What is being asked
The line containing "use crate::win_chance::evaluation_win_chance;" marks the end, so write out exactly every line from the top of the entries below through that one.

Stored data
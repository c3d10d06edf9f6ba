//! Move quality classification.
//!
//! A move is judged on two criteria: the centipawn loss (CPL) it causes and
//! the drop in the mover's modeled win chance. The more severe of the two
//! wins. In decided positions CPL is ignored and win-chance labels are
//! softened, since large swings there rarely change the result.

use crate::win_chance::evaluation_win_chance;
use crate::Evaluation;
use std::fmt;

/// Default CPL threshold for an inaccuracy.
pub const DEFAULT_CPL_INACCURACY: u32 = 100;
/// Default CPL threshold for a mistake.
pub const DEFAULT_CPL_MISTAKE: u32 = 250;
/// Default CPL threshold for a blunder.
pub const DEFAULT_CPL_BLUNDER: u32 = 400;

/// Win-chance drop (percentage points) for an inaccuracy.
pub const WIN_CHANCE_DROP_INACCURACY: f64 = 10.0;
/// Win-chance drop (percentage points) for a mistake.
pub const WIN_CHANCE_DROP_MISTAKE: f64 = 20.0;
/// Win-chance drop (percentage points) for a blunder.
pub const WIN_CHANCE_DROP_BLUNDER: f64 = 30.0;

/// A position is decided when the mover's win chance is at least this
/// (or at most `100 - DECIDED_WIN_CHANCE`). Roughly ±800cp.
pub const DECIDED_WIN_CHANCE: f64 = 95.0;

/// In a decided position, win-chance labels are downgraded one step while
/// the mover keeps at least this win chance after the move.
pub const LENIENT_RETAINED_WIN_CHANCE: f64 = 85.0;

/// CPL ceiling applied when either evaluation is a mate score.
pub const MATE_CPL_CEILING: u32 = 1000;

/// Classification of a questionable move, ordered by severity.
#[derive(Debug, Clone, Copy, PartialEq, Eq, PartialOrd, Ord, Hash)]
pub enum MoveQuality {
    /// Noticeable loss
    Inaccuracy,
    /// Significant loss
    Mistake,
    /// Major loss
    Blunder,
    /// A forced mate was available and the move let it go
    MissedMate,
}

impl MoveQuality {
    /// Label used in annotations.
    pub fn label(&self) -> &'static str {
        match self {
            MoveQuality::Inaccuracy => "Inaccuracy",
            MoveQuality::Mistake => "Mistake",
            MoveQuality::Blunder => "Blunder",
            MoveQuality::MissedMate => "Missed Mate",
        }
    }

    /// One step less severe, or `None` below an inaccuracy. A missed mate
    /// stays a missed mate.
    fn downgrade(self) -> Option<Self> {
        match self {
            MoveQuality::MissedMate => Some(MoveQuality::MissedMate),
            MoveQuality::Blunder => Some(MoveQuality::Mistake),
            MoveQuality::Mistake => Some(MoveQuality::Inaccuracy),
            MoveQuality::Inaccuracy => None,
        }
    }
}

impl fmt::Display for MoveQuality {
    fn fmt(&self, f: &mut fmt::Formatter<'_>) -> fmt::Result {
        f.write_str(self.label())
    }
}

/// Centipawn-loss thresholds.
///
/// Invariant: `0 < inaccuracy < mistake < blunder`.
#[derive(Debug, Clone, Copy, PartialEq, Eq)]
pub struct Thresholds {
    pub inaccuracy: u32,
    pub mistake: u32,
    pub blunder: u32,
}

impl Default for Thresholds {
    fn default() -> Self {
        Self {
            inaccuracy: DEFAULT_CPL_INACCURACY,
            mistake: DEFAULT_CPL_MISTAKE,
            blunder: DEFAULT_CPL_BLUNDER,
        }
    }
}

impl Thresholds {
    /// Returns true if the thresholds are positive and strictly increasing.
    pub fn is_valid(&self) -> bool {
        self.inaccuracy > 0 && self.inaccuracy < self.mistake && self.mistake < self.blunder
    }

    fn by_cpl(&self, cpl: u32) -> Option<MoveQuality> {
        if cpl >= self.blunder {
            Some(MoveQuality::Blunder)
        } else if cpl >= self.mistake {
            Some(MoveQuality::Mistake)
        } else if cpl >= self.inaccuracy {
            Some(MoveQuality::Inaccuracy)
        } else {
            None
        }
    }
}

fn by_win_chance_drop(drop: f64) -> Option<MoveQuality> {
    if drop >= WIN_CHANCE_DROP_BLUNDER {
        Some(MoveQuality::Blunder)
    } else if drop >= WIN_CHANCE_DROP_MISTAKE {
        Some(MoveQuality::Mistake)
    } else if drop >= WIN_CHANCE_DROP_INACCURACY {
        Some(MoveQuality::Inaccuracy)
    } else {
        None
    }
}

/// Engine evaluations around one half-move, both from the mover's perspective.
#[derive(Debug, Clone, Copy, PartialEq)]
pub struct MoveEvaluation {
    /// Evaluation of the position before the move.
    pub before: Evaluation,
    /// Evaluation of the position after the move.
    pub after: Evaluation,
    /// Whether the played move is the engine's best move.
    pub played_best: bool,
}

impl MoveEvaluation {
    /// Builds the record from raw engine output.
    ///
    /// `after_for_opponent` is the evaluation of the resulting position as
    /// the engine reports it, i.e. from the opponent's perspective.
    pub fn from_engine(before: Evaluation, after_for_opponent: Evaluation, played_best: bool) -> Self {
        Self {
            before,
            after: after_for_opponent.flip(),
            played_best,
        }
    }
}

/// Result of classifying one half-move.
#[derive(Debug, Clone, Copy, PartialEq)]
pub struct MoveClassification {
    /// `None` when the move is fine.
    pub quality: Option<MoveQuality>,
    /// Centipawn loss, never negative.
    pub cpl: u32,
    /// Mover's win chance before the move.
    pub win_chance_before: f64,
    /// Mover's win chance after the move.
    pub win_chance_after: f64,
}

impl MoveClassification {
    /// Signed change in percentage points (positive = the move lost win chance).
    pub fn win_chance_delta(&self) -> f64 {
        self.win_chance_before - self.win_chance_after
    }
}

/// Centipawn loss for a before/after pair, both from the mover's perspective.
pub fn centipawn_loss(before: Evaluation, after: Evaluation) -> u32 {
    let loss = (before.to_centipawns() as i64 - after.to_centipawns() as i64).max(0);
    let loss = u32::try_from(loss).unwrap_or(u32::MAX);
    if before.is_mate() || after.is_mate() {
        loss.min(MATE_CPL_CEILING)
    } else {
        loss
    }
}

/// Returns true if the mover had a forced mate and the move gave it up
/// (or made it longer).
pub fn is_missed_mate(before: Evaluation, after: Evaluation) -> bool {
    match before.winning_mate_distance() {
        Some(n) if n > 0 => match after.winning_mate_distance() {
            Some(m) => m > n,
            None => true,
        },
        _ => false,
    }
}

/// Classifies a single half-move.
pub fn classify_move(eval: &MoveEvaluation, thresholds: &Thresholds) -> MoveClassification {
    let cpl = centipawn_loss(eval.before, eval.after);
    let win_chance_before = evaluation_win_chance(eval.before);
    let win_chance_after = evaluation_win_chance(eval.after);

    let quality = if is_missed_mate(eval.before, eval.after) {
        Some(MoveQuality::MissedMate)
    } else if eval.played_best {
        None
    } else {
        let drop = win_chance_before - win_chance_after;
        let decided = win_chance_before >= DECIDED_WIN_CHANCE
            || win_chance_before <= 100.0 - DECIDED_WIN_CHANCE;

        if decided {
            let by_drop = by_win_chance_drop(drop);
            if win_chance_after >= LENIENT_RETAINED_WIN_CHANCE {
                by_drop.and_then(MoveQuality::downgrade)
            } else {
                by_drop
            }
        } else {
            by_win_chance_drop(drop).max(thresholds.by_cpl(cpl))
        }
    };

    MoveClassification {
        quality,
        cpl,
        win_chance_before,
        win_chance_after,
    }
}

/// Centipawn-loss statistics for one side of a game.
#[derive(Debug, Clone, Default, PartialEq)]
pub struct PlayerStats {
    /// Moves that were classified
    pub total_moves: u32,
    /// Sum of centipawn loss over those moves
    pub total_cpl: u64,
    /// Number of inaccuracies
    pub inaccuracies: u32,
    /// Number of mistakes
    pub mistakes: u32,
    /// Number of blunders
    pub blunders: u32,
    /// Number of missed mates
    pub missed_mates: u32,
}

impl PlayerStats {
    /// Adds one classified move.
    pub fn record(&mut self, classification: &MoveClassification) {
        self.total_moves += 1;
        self.total_cpl += u64::from(classification.cpl);
        match classification.quality {
            Some(MoveQuality::Inaccuracy) => self.inaccuracies += 1,
            Some(MoveQuality::Mistake) => self.mistakes += 1,
            Some(MoveQuality::Blunder) => self.blunders += 1,
            Some(MoveQuality::MissedMate) => self.missed_mates += 1,
            None => {}
        }
    }

    /// Average centipawn loss, or `None` if no move was classified.
    pub fn acpl(&self) -> Option<f64> {
        if self.total_moves == 0 {
            None
        } else {
            Some(self.total_cpl as f64 / self.total_moves as f64)
        }
    }
}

Answer to the problem
repository c3d10d06edf9f6ba
//! Move quality classification.
//!
//! A move is judged on two criteria: the centipawn loss (CPL) it causes and
//! the drop in the mover's modeled win chance. The more severe of the two
//! wins. In decided positions CPL is ignored and win-chance labels are
//! softened, since large swings there rarely change the result.

use crate::win_chance::evaluation_win_chance;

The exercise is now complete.